Charles & Colvard said the collaboration was designed to reinforce brand integrity in a market it described as crowded with false information and counterfeit products. The company also raised the minimum clarity for its Forever One moissanite to VVS from VS, a notable tightening for a premium line that Charles & Colvard launched in 2015. For shoppers comparing bridal stones, that shift creates a cleaner ladder of quality and a more legible basis for pricing, especially when the same stone can now be evaluated with tools closer to those used in diamond trade. IGI said it would issue these reports only for Charles & Colvard moissanite, while continuing to offer identification reports or certificates of authenticity for moissanite from other manufacturers.

The timing was strategic. Charles & Colvard announced the alliance on May 23, 2024, said the first loose-gem reports would reach the trade the following week in limited quantity, and expected consumer-purchased finished jewelry later in 2024. Both companies were set to exhibit at the JCK Show in Las Vegas from May 31 to June 3, a fitting stage for a category trying to move from alternative status toward formal recognition.

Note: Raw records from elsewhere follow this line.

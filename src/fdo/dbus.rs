//! Handlers for the `org.freedesktop.DBus` interface proper.

use std::collections::HashMap;

use anyhow::anyhow;
use enumflags2::BitFlags;
use tracing::warn;
use zbus::{
    fdo::RequestNameFlags,
    names::WellKnownName,
    zvariant::{DeserializeDict, SerializeDict, Type},
};

use super::{MethodCall, BUS_NAME, START_REPLY_ALREADY_RUNNING};
use crate::{
    bus::{Bus, PendingReload},
    driver,
    error::DriverError,
    match_rules::MatchError,
    peer,
    peers,
};

/// The `GetConnectionCredentials` reply dictionary. Absent credentials are
/// left out of the dict entirely.
#[derive(Debug, Default, Clone, PartialEq, Eq, SerializeDict, DeserializeDict, Type)]
#[zvariant(signature = "a{sv}")]
pub struct ConnectionCredentials {
    #[zvariant(rename = "UnixUserID")]
    pub unix_user_id: Option<u32>,
    #[zvariant(rename = "ProcessID")]
    pub process_id: Option<u32>,
    #[zvariant(rename = "LinuxSecurityLabel")]
    pub linux_security_label: Option<Vec<u8>>,
}

struct ResolvedCredentials {
    uid: u32,
    pid: u32,
    seclabel: Option<Vec<u8>>,
}

/// Credentials of whatever `name` resolves to; the bus's own when asked
/// about `org.freedesktop.DBus`.
fn resolve_credentials(bus: &Bus, name: &str) -> Result<ResolvedCredentials, DriverError> {
    if name == BUS_NAME {
        return Ok(ResolvedCredentials {
            uid: bus.uid().as_raw(),
            pid: bus.pid(),
            seclabel: bus.seclabel().map(<[u8]>::to_vec),
        });
    }

    let id = bus.find_peer_by_name(name).ok_or(DriverError::PeerNotFound)?;
    let peer = bus.peers().get(id).ok_or(DriverError::PeerNotFound)?;
    let creds = peer.credentials();

    Ok(ResolvedCredentials {
        uid: creds.uid.as_raw(),
        pid: creds.pid,
        seclabel: creds.seclabel.clone(),
    })
}

pub(super) fn hello(bus: &mut Bus, peer_id: u64, call: &MethodCall<'_>) -> Result<(), DriverError> {
    {
        let peer = bus
            .peers
            .get_mut(peer_id)
            .ok_or_else(|| anyhow!("unknown peer :1.{peer_id}"))?;
        if peer.is_registered() {
            return Err(DriverError::PeerAlreadyRegistered);
        }
        peer.register();
    }

    let unique_name = peers::unique_address(peer_id);
    driver::send_reply(bus, peer_id, call, &(unique_name.as_str(),))?;
    driver::name_owner_changed(bus, None, None, Some(peer_id))?;

    Ok(())
}

pub(super) fn request_name(
    bus: &mut Bus,
    peer_id: u64,
    call: &MethodCall<'_>,
) -> Result<(), DriverError> {
    let (name, flags): (String, u32) = call.read()?;

    if name == BUS_NAME {
        return Err(DriverError::NameReserved);
    }
    if name.starts_with(':') {
        return Err(DriverError::NameUnique);
    }
    if WellKnownName::try_from(name.as_str()).is_err() {
        return Err(DriverError::NameInvalid);
    }

    {
        let peer = bus
            .peers
            .get(peer_id)
            .ok_or_else(|| anyhow!("unknown peer :1.{peer_id}"))?;
        if peer.policy().check_own(&name).is_err() {
            warn!(
                sender = peer_id,
                name = %name,
                "A security policy denied {} to own the name.",
                peer.unique_name()
            );
            return Err(DriverError::NameRefused);
        }
    }

    let flags = BitFlags::<RequestNameFlags>::from_bits_truncate(flags);
    let (reply, change) = {
        let (peers, names) = bus.registries_mut();
        names.request_name(peers, &name, peer_id, flags)?
    };

    if let Some(change) = change {
        driver::name_owner_changed(bus, Some(&change.name), change.old, change.new)?;
        driver::name_activated(bus, &change.name)?;
    }

    driver::send_reply(bus, peer_id, call, &(reply as u32,))?;

    Ok(())
}

pub(super) fn release_name(
    bus: &mut Bus,
    peer_id: u64,
    call: &MethodCall<'_>,
) -> Result<(), DriverError> {
    let name: String = call.read()?;

    if name == BUS_NAME {
        return Err(DriverError::NameReserved);
    }
    if name.starts_with(':') {
        return Err(DriverError::NameUnique);
    }
    if WellKnownName::try_from(name.as_str()).is_err() {
        return Err(DriverError::NameInvalid);
    }

    let (reply, change) = {
        let (peers, names) = bus.registries_mut();
        names.release_name(peers, &name, peer_id)
    };

    if let Some(change) = change {
        driver::name_owner_changed(bus, Some(&change.name), change.old, change.new)?;
    }

    driver::send_reply(bus, peer_id, call, &(reply as u32,))?;

    Ok(())
}

pub(super) fn list_queued_owners(
    bus: &mut Bus,
    peer_id: u64,
    call: &MethodCall<'_>,
) -> Result<(), DriverError> {
    let name: String = call.read()?;

    let mut owners = Vec::new();
    if name == BUS_NAME {
        owners.push(BUS_NAME.to_string());
    } else if let Some(id) = peers::unique_address_id(&name) {
        if !bus.peers.get(id).map(|p| p.is_registered()).unwrap_or(false) {
            return Err(DriverError::NameNotFound);
        }
        owners.push(peers::unique_address(id));
    } else {
        let entry = bus.names.get(&name).ok_or(DriverError::NameNotFound)?;
        if entry.primary().is_none() {
            return Err(DriverError::NameNotFound);
        }
        owners.extend(entry.owners().map(|o| peers::unique_address(o.peer_id)));
    }

    driver::send_reply(bus, peer_id, call, &(owners,))?;

    Ok(())
}

pub(super) fn list_names(
    bus: &mut Bus,
    peer_id: u64,
    call: &MethodCall<'_>,
) -> Result<(), DriverError> {
    let mut names = vec![BUS_NAME.to_string()];
    names.extend(
        bus.peers
            .iter()
            .filter(|(_, peer)| peer.is_registered())
            .map(|(id, _)| peers::unique_address(id)),
    );
    names.extend(
        bus.names
            .iter()
            .filter(|(_, entry)| entry.primary().is_some())
            .map(|(name, _)| name.clone()),
    );

    driver::send_reply(bus, peer_id, call, &(names,))?;

    Ok(())
}

pub(super) fn list_activatable_names(
    bus: &mut Bus,
    peer_id: u64,
    call: &MethodCall<'_>,
) -> Result<(), DriverError> {
    let mut names = vec![BUS_NAME.to_string()];
    names.extend(
        bus.names
            .iter()
            .filter(|(_, entry)| entry.activation().is_some())
            .map(|(name, _)| name.clone()),
    );

    driver::send_reply(bus, peer_id, call, &(names,))?;

    Ok(())
}

pub(super) fn name_has_owner(
    bus: &mut Bus,
    peer_id: u64,
    call: &MethodCall<'_>,
) -> Result<(), DriverError> {
    let name: String = call.read()?;
    let has_owner = name == BUS_NAME || bus.find_peer_by_name(&name).is_some();

    driver::send_reply(bus, peer_id, call, &(has_owner,))?;

    Ok(())
}

pub(super) fn start_service_by_name(
    bus: &mut Bus,
    peer_id: u64,
    call: &MethodCall<'_>,
) -> Result<(), DriverError> {
    // The flags are silently ignored.
    let (name, _flags): (String, u32) = call.read()?;

    let mut need_launch = false;
    let running = {
        let entry = bus
            .names
            .get_mut(&name)
            .filter(|entry| entry.activation().is_some())
            .ok_or(DriverError::NameNotActivatable)?;
        let has_primary = entry.primary().is_some();
        if !has_primary {
            let activation = entry
                .activation
                .as_mut()
                .ok_or(DriverError::NameNotActivatable)?;
            activation.queue_request(peer_id, call.msg)?;
            need_launch = !std::mem::replace(&mut activation.requested, true);
        }

        has_primary
    };

    if need_launch {
        bus.launcher().launch(&name);
    }
    if running {
        driver::send_reply(bus, peer_id, call, &(START_REPLY_ALREADY_RUNNING,))?;
    }
    // Otherwise the reply is deferred until the activation resolves.

    Ok(())
}

pub(super) fn update_activation_environment(
    bus: &mut Bus,
    peer_id: u64,
    call: &MethodCall<'_>,
) -> Result<(), DriverError> {
    {
        let peer = bus
            .peers
            .get(peer_id)
            .ok_or_else(|| anyhow!("unknown peer :1.{peer_id}"))?;
        if !bus.is_privileged(peer) {
            return Err(DriverError::PeerNotPrivileged);
        }
    }

    let env: HashMap<String, String> = call.read()?;
    let pairs: Vec<(String, String)> = env.into_iter().collect();
    bus.parent()
        .update_environment(&pairs)
        .map_err(|_| DriverError::ForwardFailed)?;

    driver::send_reply(bus, peer_id, call, &())?;

    Ok(())
}

pub(super) fn get_name_owner(
    bus: &mut Bus,
    peer_id: u64,
    call: &MethodCall<'_>,
) -> Result<(), DriverError> {
    let name: String = call.read()?;

    let owner = if name == BUS_NAME {
        BUS_NAME.to_string()
    } else {
        let id = bus
            .find_peer_by_name(&name)
            .ok_or(DriverError::NameOwnerNotFound)?;
        peers::unique_address(id)
    };

    driver::send_reply(bus, peer_id, call, &(owner.as_str(),))?;

    Ok(())
}

pub(super) fn get_connection_unix_user(
    bus: &mut Bus,
    peer_id: u64,
    call: &MethodCall<'_>,
) -> Result<(), DriverError> {
    let name: String = call.read()?;
    let creds = resolve_credentials(bus, &name)?;

    driver::send_reply(bus, peer_id, call, &(creds.uid,))?;

    Ok(())
}

pub(super) fn get_connection_unix_process_id(
    bus: &mut Bus,
    peer_id: u64,
    call: &MethodCall<'_>,
) -> Result<(), DriverError> {
    let name: String = call.read()?;
    let creds = resolve_credentials(bus, &name)?;

    driver::send_reply(bus, peer_id, call, &(creds.pid,))?;

    Ok(())
}

pub(super) fn get_connection_credentials(
    bus: &mut Bus,
    peer_id: u64,
    call: &MethodCall<'_>,
) -> Result<(), DriverError> {
    let name: String = call.read()?;
    let resolved = resolve_credentials(bus, &name)?;

    let mut credentials = ConnectionCredentials {
        unix_user_id: Some(resolved.uid),
        process_id: Some(resolved.pid),
        linux_security_label: None,
    };
    if let Some(mut label) = resolved.seclabel {
        // The security label is reported with the mandated trailing NUL.
        label.push(0);
        credentials.linux_security_label = Some(label);
    }

    driver::send_reply(bus, peer_id, call, &credentials)?;

    Ok(())
}

pub(super) fn get_adt_audit_session_data(
    bus: &mut Bus,
    _peer_id: u64,
    call: &MethodCall<'_>,
) -> Result<(), DriverError> {
    let name: String = call.read()?;

    // The name is resolved first so an unknown peer is reported as such.
    if name != BUS_NAME {
        bus.find_peer_by_name(&name).ok_or(DriverError::PeerNotFound)?;
    }

    // ADT audit session data is not a thing on Linux.
    Err(DriverError::AdtNotSupported)
}

pub(super) fn get_connection_selinux_security_context(
    bus: &mut Bus,
    peer_id: u64,
    call: &MethodCall<'_>,
) -> Result<(), DriverError> {
    let name: String = call.read()?;
    let resolved = resolve_credentials(bus, &name)?;

    if !bus.selinux_enabled() {
        return Err(DriverError::SelinuxNotSupported);
    }

    // Unlike the LinuxSecurityLabel credential, no trailing NUL here.
    driver::send_reply(bus, peer_id, call, &(resolved.seclabel.unwrap_or_default(),))?;

    Ok(())
}

pub(super) fn add_match(
    bus: &mut Bus,
    peer_id: u64,
    call: &MethodCall<'_>,
) -> Result<(), DriverError> {
    let rule: String = call.read()?;

    {
        let peer = bus
            .peers
            .get_mut(peer_id)
            .ok_or_else(|| anyhow!("unknown peer :1.{peer_id}"))?;
        if peer.matches.len() >= peer::MAX_MATCH_RULES {
            return Err(DriverError::Quota);
        }
        peer.matches
            .add(&rule)
            .map_err(|_| DriverError::MatchInvalid)?;
    }

    driver::send_reply(bus, peer_id, call, &())?;

    Ok(())
}

pub(super) fn remove_match(
    bus: &mut Bus,
    peer_id: u64,
    call: &MethodCall<'_>,
) -> Result<(), DriverError> {
    let rule: String = call.read()?;

    {
        let peer = bus
            .peers
            .get_mut(peer_id)
            .ok_or_else(|| anyhow!("unknown peer :1.{peer_id}"))?;
        peer.matches.remove(&rule).map_err(|e| match e {
            MatchError::NotFound => DriverError::MatchNotFound,
            MatchError::Invalid => DriverError::MatchInvalid,
        })?;
    }

    driver::send_reply(bus, peer_id, call, &())?;

    Ok(())
}

pub(super) fn reload_config(
    bus: &mut Bus,
    peer_id: u64,
    call: &MethodCall<'_>,
) -> Result<(), DriverError> {
    bus.parent()
        .reload_config(peer_id, call.serial)
        .map_err(|_| DriverError::ForwardFailed)?;

    // No reply yet; the parent calls back into the driver once done.
    bus.pending_reloads.push(PendingReload {
        sender_id: peer_id,
        serial: call.serial,
        call: call.msg.clone(),
    });

    Ok(())
}

pub(super) fn get_id(
    bus: &mut Bus,
    peer_id: u64,
    call: &MethodCall<'_>,
) -> Result<(), DriverError> {
    let id = bus.guid().as_str().to_string();

    driver::send_reply(bus, peer_id, call, &(id.as_str(),))?;

    Ok(())
}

That ambition comes with pressure behind it. Charles & Colvard, founded in 1995 in Research Triangle Park, North Carolina, says it was the first to introduce lab-grown moissanite to the world, building on a gem first identified in 1893 by Henri Moissan from material found in an Arizona meteorite crater. But the business has been under strain, with fiscal 2024 net sales of $21.96 million, down from $29.95 million in fiscal 2023, and a later filing showing about 15% of revenue from Moissanite by Charles & Colvard and Forever Bright gemstones and finished jewelry. In that context, IGI grading is more than a branding flourish: it is a bid to make moissanite easier to trust, easier to compare, and harder to dismiss as a generic diamond substitute.